We started out discussing how KCS was key to a great support site. If you don’t have knowledge articles written in the customer context and published quickly after the issue is known, then your customers will not have the self-service success they are looking for–no matter how well you have designed your support site. I drilled down on this topic in my last blog on Content Availability.
The key to any great support site is a focus on the customer. Knowing who your customers are, their various roles, their needs, and their typical journeys in resolving needs are critical to a great support site.
There have been countless customer surveys on customer preferences in resolving an issue; customers commonly cite that they would first try self-service, then forums, and then finally log a case if not successful. The customer’s goal is to reduce their time to resolve an issue and the corresponding effort involved, so naturally, they start with self-service. Finding a knowledge article that solves their issue is often the quickest and lowest level of effort in resolving their issue.
A customer also never wants to have to repeat themselves along their journey to solve their issue, so great support sites have a federated search that searches the support knowledge base, forums, documentation, and other key content repositories with one search. If customers are not successful with their self-service and forum attempts, great support sites capture the customer’s session history in their case submission, so the agent/knowledge worker knows what articles and forums the customer already viewed and the search and environment inputs they provided. In great support sites, the customer’s environment is already part of the customer “know me” features.
Article as Support Home Page
Drilling down further on their self-service step, most customers start their journey on an external search engine, rather than a support portal search. This should have a huge impact on the portal design, as the article often becomes the customer’s entry point into the support site–not the support site home page.

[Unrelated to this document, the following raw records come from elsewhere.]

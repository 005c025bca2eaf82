//! Transform engine configuration types

/// Configuration for the parallel transform engine
#[derive(Debug, Clone)]
pub struct TransformOptions {
    /// Reuse the previous result when a pixel repeats the one scanned just before it
    pub memoize: bool,
    /// Rows per band; `None` derives it from the worker count
    pub band_height: Option<usize>,
    /// Dedicated worker count; `None` runs on the rayon global pool
    pub threads: Option<usize>,
}

impl Default for TransformOptions {
    fn default() -> Self {
        Self {
            memoize: true,
            band_height: None,
            threads: None,
        }
    }
}

impl TransformOptions {
    pub fn builder() -> TransformOptionsBuilder {
        TransformOptionsBuilder::default()
    }
}

/// Builder for TransformOptions
#[derive(Default)]
pub struct TransformOptionsBuilder {
    memoize: Option<bool>,
    band_height: Option<Option<usize>>,
    threads: Option<Option<usize>>,
}

impl TransformOptionsBuilder {
    pub fn memoize(mut self, enable: bool) -> Self {
        self.memoize = Some(enable);
        self
    }

    pub fn band_height(mut self, rows: Option<usize>) -> Self {
        self.band_height = Some(rows);
        self
    }

    pub fn threads(mut self, threads: Option<usize>) -> Self {
        self.threads = Some(threads);
        self
    }

    pub fn build(self) -> TransformOptions {
        let default = TransformOptions::default();
        TransformOptions {
            memoize: self.memoize.unwrap_or(default.memoize),
            band_height: self.band_height.unwrap_or(default.band_height),
            threads: self.threads.unwrap_or(default.threads),
        }
    }
}
//! neuralvibe-core - Routing of chat messages across LLM backends
//!
//! This crate provides:
//! - A keyword domain classifier and a rule-based provider selection policy
//! - Adapters normalizing the Groq, Gemini, OpenAI, Claude and DeepSeek APIs
//! - A dispatcher that routes, windows the conversation and calls one adapter
//! - Credential stores and the static model catalog

pub mod catalog;
pub mod classifier;
pub mod conversation;
pub mod credentials;
pub mod dispatcher;
pub mod error;
pub mod policy;
pub mod providers;
pub mod types;

pub use classifier::{Domain, classify};
pub use conversation::{ContextWindow, Conversation};
pub use credentials::{
    CredentialStore, FileCredentialStore, MemoryCredentialStore, available_providers,
};
pub use dispatcher::{Dispatch, Dispatcher, FallbackDispatch, FallbackDispatcher, ProviderSettings};
pub use error::{CredentialError, RouterError};
pub use policy::select_provider;
pub use providers::LlmProvider;
pub use types::{
    AvailableProviders, Message, NormalizedResponse, ProviderId, Role, RoutingDecision, Usage,
};

#[cfg(test)]
mod tests {
    use super::*;

    #[test]
    fn test_crate_exports() {
        let _ = std::mem::size_of::<Dispatcher>();
        let _ = std::mem::size_of::<FallbackDispatcher>();
        let _ = std::mem::size_of::<MemoryCredentialStore>();
        let _ = std::mem::size_of::<RoutingDecision>();
        assert_eq!(classify("hello there"), None);
    }
}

Good support sites support this common customer journey with links and widgets on the article to orient the customer to other related content. Great support sites have a link to an Information Center related to the primary product or service the article supports. FAQs, top issues, troubleshooting articles, top forum threads, documentation, etc. are all covered in the Information Center, allowing customers to quickly navigate to other supporting content.
Measure for Continuous Improvement
Measurements were another area we discussed. Great support sites have a robust set of measurements for continuous improvement. Visibility to customer journeys and the customers’ success with those journeys are some of the key data points great support sites track. Consortium for Service Innovation members have invested quite a bit of time this past year coming up with best practices for measuring Self-Service success and we look forward to reporting out on the results at our Virtual Member Summit in September 2020.
A great support site is critical for a successful Service Digital Transformation. An effective KCS implementation, a focus on the customer, looking for ways to reduce rework, providing enough information at the article level to act as a support home page, and keeping an eye on continuous improvement are all important elements of making a good support website into a great one.